Хороший был день! Веселый, теплый. Все вышли радостные…
Несмотря на застенчивость Государя, мы все почувствовали, что он в хорошем настроении. Уверен в себе — значит, и в судьбе России.
Под мягкий рокот колес придворных экипажей по удивительным аллеям Царского Села мы, радостно возбужденные, говорили о том, что Государственной Думе скоро конец. И действительно, недели через две, а именно 2 июня, она была распущена, и «гнев народа» не выразился абсолютно ни в чем. В этот день один из полков несколько раз под музыку прошел по Невскому в полном порядке, и 3 июня совершало свое победоносное вступление над Россией.
Я целый день ходил по городу, чтобы определить, как я сказал своим друзьям, есть ли у нас самодержавие.
И вечером, обедая у «Донона», чокнулся с Крупенским, сказав ему:
— Дорогой друг, самодержавие есть…
7. «Ныне отпущаеши»
Кроме всего прочего, во второй Государственной Думе я сделал своеобразную карьеру.
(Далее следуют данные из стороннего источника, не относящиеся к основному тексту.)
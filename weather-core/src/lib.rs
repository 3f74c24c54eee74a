//! Core library for the `weather` temperature service.
//!
//! This crate defines:
//! - Configuration & credentials handling
//! - The provider abstraction and its upstream adapters
//! - The aggregator that queries every provider concurrently and averages the result
//! - Shared domain models (unit conversion, response body)
//!
//! It is used by `weather-server`, but can also be reused by other binaries or services.

pub mod aggregate;
pub mod config;
pub mod model;
pub mod provider;

pub use aggregate::{AggregateError, Aggregator};
pub use config::{Config, ProviderConfig, ServerConfig};
pub use model::{TemperatureReport, celsius_to_kelvin, kelvin_to_celsius};
pub use provider::{ProviderId, TemperatureProvider, providers_from_config};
Ее нельзя назвать ни политической, ни публицистической, хотя она связана и с политикой, и с газетами.
В Государственной Думе была так называемая ложа печати, находившаяся слева от кафедры ораторов. В этой ложе сидели корреспонденты всяческих газет — левых, правых, центральных. Они преимущественно были евреи, почему в насмешку эту ложу печати называли «чертой оседлости».
Это было зло, но не лишено остроумия. Надо же было как-нибудь отвечать на злостные клички, которыми «черта оседлости» награждала «народных избранников». Впрочем, именно они, злоязычные словоблуды, обеспечили мне мою «головокружительную» карьеру.
Когда в первый раз я, взобравшись на трибуну, обратил на себя неблагосклонное внимание «черты оседлости», меня описали примерно так:
— Выступает какой-то Шульгин. Испитое лицо, хриплый голос, тусклые глазенки, плохо сшитый сюртук. Он напоминает приказную строку старого строя.
Прочтя эти строки, мой отчим сказал, улыбнувшись:
— Ты не пьешь, откуда же испитое лицо? Голос не хриплый, но слабый. А вот плохо сшитый сюртук — это уже лишнее. Зачем оскорблять Вильчковского? Он лучший портной в Киеве.
И я был утешен. Но все же в данной мне характеристике было и нечто от истины. Не испит я был, а истомлен. Голос от природы у меня плох, но здесь он и еще подался. А что касается сюртука, то хотя Вильчковский был хороший портной, но я-то был провинциал и не умел носить его по-столичному.